Dans le cadre d'une modélisation en intelligence artificielle, deux approches peuvent être considérées. La première consiste à limiter le traitement de la machine à une description, c'est-à-dire lui donner un rôle de suggestion et non de décision, laissant ainsi en fin de compte l'interprétation à la charge de l'utilisateur humain qui voit alors dans les traitements de la machine les raisons de son interprétation. Cette approche est celle de Tanguy ([Tanguy, 1997]) qui l'applique dans des domaines plutôt littéraires, justement parce que là plus qu'ailleurs, assister l'interprétation humaine est utile et intéressant. La deuxième approche consiste à tenter de fournir à la machine les premières bases d'une "interprétation" qui soit la sienne et c'est cette approche que nous considérons ici. Dans cette perspective, on ne peut plus considérer le sème comme une entité sans contenu que l'on représente alors en machine par une simple chaîne de caractères. Le sème doit toujours porter des informations qui orientent l'interprétation humaine mais il doit de plus pouvoir structurer les représentations paradigmatiques de la machine.
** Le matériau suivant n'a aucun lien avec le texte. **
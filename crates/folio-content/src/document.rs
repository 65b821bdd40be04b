//! Loading single documents from disk.

use std::fs;
use std::path::{Path, PathBuf};

use serde::Serialize;

use crate::error::ContentError;
use crate::frontmatter::{DocFrontMatter, parse_front_matter};

/// Reading speed used for [`reading_time`].
pub const WORDS_PER_MINUTE: usize = 200;

/// Recognized document extensions (compared case-insensitively).
const MARKDOWN_EXTENSIONS: [&str; 2] = ["md", "mdx"];

/// A loaded document. Immutable after construction.
#[derive(Clone, Debug, PartialEq, Eq, Serialize)]
pub struct DocContent {
    /// File name without extension; unique among siblings.
    pub slug: String,
    /// Typed front matter.
    pub front_matter: DocFrontMatter,
    /// Markdown/MDX body with the front matter block removed.
    pub content: String,
    /// Estimated reading time in minutes, at least 1.
    pub reading_time: usize,
    /// Whitespace-delimited tokens in the body.
    pub word_count: usize,
    /// Path relative to the content root.
    pub source_path: PathBuf,
}

impl DocContent {
    /// Build a document from raw file text.
    ///
    /// `source_path` is only recorded for diagnostics and link resolution;
    /// nothing is read from it.
    pub fn from_source(
        slug: impl Into<String>,
        source_path: impl Into<PathBuf>,
        text: &str,
    ) -> Result<Self, ContentError> {
        let slug = slug.into();
        let source_path = source_path.into();
        if slug.is_empty() {
            return Err(ContentError::invalid(source_path, "empty document slug"));
        }

        let parsed = parse_front_matter(text)
            .map_err(|e| ContentError::invalid(&source_path, e.to_string()))?;
        let front_matter = DocFrontMatter::from_metadata(&parsed.metadata, &slug)
            .map_err(|e| ContentError::invalid(&source_path, e.to_string()))?;
        let word_count = word_count(parsed.body);

        Ok(Self {
            slug,
            front_matter,
            content: parsed.body.to_owned(),
            reading_time: reading_time(word_count),
            word_count,
            source_path,
        })
    }

    /// Document title (never empty).
    pub fn title(&self) -> &str {
        &self.front_matter.title
    }

    /// Optional description from front matter.
    pub fn description(&self) -> Option<&str> {
        self.front_matter.description.as_deref()
    }
}

/// Reads markdown files beneath a content root.
#[derive(Clone, Debug)]
pub struct DocumentLoader {
    root: PathBuf,
}

impl DocumentLoader {
    /// Create a loader for the given content root.
    pub fn new(root: impl Into<PathBuf>) -> Self {
        Self { root: root.into() }
    }

    /// Content root this loader resolves relative paths against.
    pub fn root(&self) -> &Path {
        &self.root
    }

    /// Load one document.
    ///
    /// Relative paths are resolved against the content root. The recorded
    /// `source_path` is relative to the root when the file lives beneath it.
    ///
    /// # Errors
    ///
    /// - [`ContentError::NotFound`] if the file does not exist
    /// - [`ContentError::InvalidDocument`] for a non-markdown path, an empty
    ///   slug, content that is not UTF-8, or unusable front matter
    /// - [`ContentError::Io`] for other read failures
    pub fn load(&self, path: &Path) -> Result<DocContent, ContentError> {
        let full_path = if path.is_absolute() {
            path.to_path_buf()
        } else {
            self.root.join(path)
        };

        if !is_markdown_file(&full_path) {
            return Err(ContentError::invalid(&full_path, "not a markdown file"));
        }
        let slug = document_slug(&full_path)
            .ok_or_else(|| ContentError::invalid(&full_path, "empty document slug"))?;

        let text =
            fs::read_to_string(&full_path).map_err(|e| ContentError::from_io(e, &full_path))?;

        let source_path = full_path
            .strip_prefix(&self.root)
            .map_or_else(|_| full_path.clone(), Path::to_path_buf);

        let doc = DocContent::from_source(slug, source_path, &text).map_err(|e| match e {
            // Report the on-disk path rather than the relative one.
            ContentError::InvalidDocument { reason, .. } => {
                ContentError::invalid(&full_path, reason)
            }
            other => other,
        })?;

        tracing::debug!(
            path = %full_path.display(),
            slug = %doc.slug,
            words = doc.word_count,
            "Loaded document"
        );
        Ok(doc)
    }
}

/// Whether the path has a markdown extension (`.md` or `.mdx`, any case).
pub fn is_markdown_file(path: &Path) -> bool {
    path.extension()
        .and_then(|ext| ext.to_str())
        .is_some_and(|ext| {
            MARKDOWN_EXTENSIONS
                .iter()
                .any(|known| ext.eq_ignore_ascii_case(known))
        })
}

/// Slug for a document file: its name without the extension.
///
/// Returns `None` when the result would be empty (e.g. a file named `.md`).
pub fn document_slug(path: &Path) -> Option<String> {
    let name = path.file_name()?.to_str()?;
    let stem = match name.rfind('.') {
        Some(idx) => &name[..idx],
        None => name,
    };
    (!stem.is_empty()).then(|| stem.to_owned())
}

/// Number of whitespace-delimited tokens.
pub fn word_count(body: &str) -> usize {
    body.split_whitespace().count()
}

/// Reading time in whole minutes, rounded up and never below 1.
pub fn reading_time(word_count: usize) -> usize {
    word_count.div_ceil(WORDS_PER_MINUTE).max(1)
}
Notre proposition quant à la nature du sème consiste à ne plus le voir comme une entité positive, dans le sens où elle serait autosuffisante, mais plutôt comme une entité négative au sens de Saussure. Ainsi, ce qui nous paraît pertinent, ce n'est pas le trait sémantique en tant que tel, mais ce à quoi on peut l'opposer. Par exemple, le trait /animal/ en soi n'est pas très informatif mais ce qui est pertinent, c'est de savoir, dans le contexte courant, si par exemple il s'oppose à /végétal/. Ainsi dans :

Il faut préserver la faune et la flore.

faune porte le trait /animal/ et dans ce contexte ce trait est pertinent pour l'interprétant dans le cadre de l'opposition /animal/ versus /végétal/. Dans d'autres contextes le trait /animal/ se justifie en rapport à d'autres oppositions, par exemple l'opposition /animal/ versus /humain/, comme c'est le cas dans l'exemple suivant

L'homme est un loup pour l'homme.

Ici loup porte le trait /animal/ mais cette fois-ci, le trait prend sens dans l'opposition /animal/ versus /humain/ et non plus /animal/ versus /végétal/. Donner une représentation de la signification du trait /animal/ consiste alors à donner les oppositions grâce auxquelles le trait /animal/ peut s'actualiser en contexte. Par exemple les trois oppositions suivantes :

/animal/ vs. /végétal//animal/ vs. /humain//animal/ vs. /objet/...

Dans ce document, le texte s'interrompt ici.